Our 20 year friendship started at the Cherry Hill Pulpcon in 1984 when I threw my back out during the auction. I couldn't move except to plaster myself up against the wall. My wife didn't know what to do as the room slowly emptied but Sheldon and Don Davidson saw something was wrong and helped me to my hotel room. After that we hung out each year at the convention and completed many book and pulp deals.
He was great, and very generous to a eager young horror collector. I remember that he had the original artwork for the cover of one of the Weird Tales paperbacks, which I thought was just so cool. I have a few of the books I bought off of him still (The Casebook of Lucius Leffering, a nice The Purple Cloud and The King in Yellow, some Donald Grants). I heard about his passing and talked to him a few months before. It is a funny story: As a young graduate student,I was at an academic conference in Victoria BC where I was talking about modernism and pulps, and I wandered into a bookstore that had a sash of pulps, a lot of pbs, genre fiction, etc. I was talking to the owner, getting ready to talk him down on a bulk purchase of all his pulps, and I mentioned Sheldon having gotten me started on my collecting. About five minutes later, the store's phone rang (this was way before I had a cel phone) and it was Sheldon Jaffery, looking for Black Masks. We talked and caught up for a few minutes. A year later, I heard about his passing. Very sad.
Did you know of a Cleveland bookstore in the Euclid Arcade called "Golden Argosy" run by Ben Jason, I think his name was? I would spend hours in there with him hearing about pulps, talking about ERB, etc. Like I said, Cleveland was a great book town.
Ben Jason used to attend Pulpcon and I remember him well. Sheldon also was the Treasurer of the Rowfant Club which had been a book club for members only for decades in the Cleveland area. They had a building where members could meet and use the club library. Sheldon also knew the owner of Zubel Books in Cleveland where I've bought many literary magazines and sets of magazines.
I remember Sheldon edited several collections of weird menace pulp stories plus he wrote books on collecting WEIRD TALES and Ace Doubles.
Robert Randisi, commenting on the FFB list on Facebook, noted: "Walker Martin, two good anthology choices!"
Todd, I guess he's referring to The Hard Boiled Dicks by Goulart. Plus either The Hardboiled Omnibus by Joe Shaw or The Hardboiled Detective by Herbert Ruhm. Plus there also is the Black Lizard Big Book of Black Mask edited by Otto Penzler. Maybe Steeger Books will publish a collection also!
Hi.
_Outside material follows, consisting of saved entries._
use actix_web::{get, post, web::Json, HttpResponse};
use diesel::result::DatabaseErrorKind;
use diesel::result::Error as DieselError;
use serde::Deserialize;
use serde_json::json;
use uuid::Uuid;
use xerror::api::*;

use models::users::*;

use crate::jwt::*;
use crate::WebDbPool;

static ACCESS_EXPIRY: i64 = 60 * 60 * 12;
static REFRESH_EXPIRY: i64 = 60 * 60 * 24 * 3;

#[derive(Deserialize)]
pub struct RegisterData {
    /// Username field on supplied json.
    pub username: Option<String>,
    /// Password field on supplied json.
    pub password: String,
}

#[post("/create")]
pub async fn create(pool: WebDbPool, register_data: Json<RegisterData>) -> Result<HttpResponse, ApiError> {
    let conn = pool.get().map_err(|_| ApiError::Db(DbError::DbConnectionError))?;

    let username = match &register_data.username {
        Some(un) => un.clone(),
        None => Uuid::new_v4().to_string(),
    };

    let hashed_password = hash(&username, &register_data.password);

    let user = InsertableUser {
        username,
        password: hashed_password,
    };

    if let Err(error) = user.insert(&conn) {
        match error {
            DieselError::DatabaseError(DatabaseErrorKind::UniqueViolation, _) => {
                return Err(ApiError::Db(DbError::UserAlreadyExists))
            }
            _ => return Err(ApiError::Db(DbError::Unknown)),
        }
    }

    Ok(HttpResponse::Ok().json(json!({"username": user.username})))
}

#[derive(Deserialize)]
pub struct LoginData {
    /// Username field on supplied json.
    pub username: String,
    /// Password field on supplied json.
    pub password: String,
}

#[post("/auth")]
pub async fn auth(pool: WebDbPool, login_data: Json<LoginData>) -> Result<HttpResponse, ApiError> {
    let conn = pool.get().map_err(|_| ApiError::Db(DbError::DbConnectionError))?;

    let user = match User::get_by_username(&conn, login_data.username.clone()) {
        Ok(u) => u,
        Err(_) => return Err(ApiError::Db(DbError::UserDoesNotExist)),
    };

    if !verify(&user.username, &user.password, &login_data.password) {
        return Err(ApiError::Auth(AuthError::IncorrectPassword));
    }

    let token = jwt_generate(user.uid, ACCESS_EXPIRY);
    let refresh_token = jwt_generate_refresh_token(user.uid, REFRESH_EXPIRY);

    Ok(HttpResponse::Ok().json(json!({"token": token, "refresh": refresh_token})))
}

#[get("/whoami")]
pub async fn whoami(pool: WebDbPool, auth_data: AuthData) -> Result<HttpResponse, ApiError> {
    let conn = pool.get().map_err(|_| ApiError::Db(DbError::DbConnectionError))?;

    let user = match User::get_by_id(&conn, auth_data.uid) {
        Ok(u) => u,
        Err(_) => return Err(ApiError::Db(DbError::UserDoesNotExist)),
    };

    Ok(HttpResponse::Ok().json(json!({"username": user.username, "uid": user.uid})))
}

#[derive(Deserialize)]
pub struct RefreshData {
    /// Refresh token handed out by /auth.
    pub refresh: String,
}

#[post("/refresh")]
pub async fn refresh(refresh_data: Json<RefreshData>) -> Result<HttpResponse, ApiError> {
    let claims = jwt_check_refresh_token(&refresh_data.refresh)?.claims;

    let token = jwt_generate(claims.get_user(), ACCESS_EXPIRY);

    Ok(HttpResponse::Ok().json(json!({"token": token})))
}

#[cfg(test)]
mod tests {
    use super::*;
    use actix_web::{http::StatusCode, test, App};

    #[actix_web::test]
    async fn refresh_exchanges_a_refresh_token_for_an_access_token() {
        std::env::set_var("SECRET_KEY", "MYSECRET");
        let app = test::init_service(App::new().service(refresh)).await;

        let refresh_token = jwt_generate_refresh_token(42, REFRESH_EXPIRY);
        let req = test::TestRequest::post()
            .uri("/refresh")
            .set_json(json!({ "refresh": refresh_token }))
            .to_request();
        let resp = test::call_service(&app, req).await;
        assert_eq!(resp.status(), StatusCode::OK);

        let body: serde_json::Value = test::read_body_json(resp).await;
        let claims = jwt_check(body["token"].as_str().unwrap()).unwrap().claims;
        assert!(claims.is_claimed_user(42));
    }

    #[actix_web::test]
    async fn refresh_rejects_garbage_tokens() {
        std::env::set_var("SECRET_KEY", "MYSECRET");
        let app = test::init_service(App::new().service(refresh)).await;

        let req = test::TestRequest::post()
            .uri("/refresh")
            .set_json(json!({ "refresh": "not-a-refresh-token" }))
            .to_request();
        let resp = test::call_service(&app, req).await;
        assert_eq!(resp.status(), StatusCode::UNAUTHORIZED);
    }
}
I'm trying to get hold of a copy/scan of Mike Ashley's obituary of Harold Chibbette (in The Weird Tales Collector #4). Can you help? Or would you know how to contact Mike Ashley (who is in his 70s now)? Email me on theparapsychologist [at] gmail.com.
Dr. O'Keeffe, copies are available on abebooks.com. Type in "Weird Tales Collector 4" and you will see 4 copies for sale. The least expensive is $15 plus postage or you can buy the first 4 issues for $27 plus postage. Mike Ashley is still very active writing books about SF magazine history and other subjects.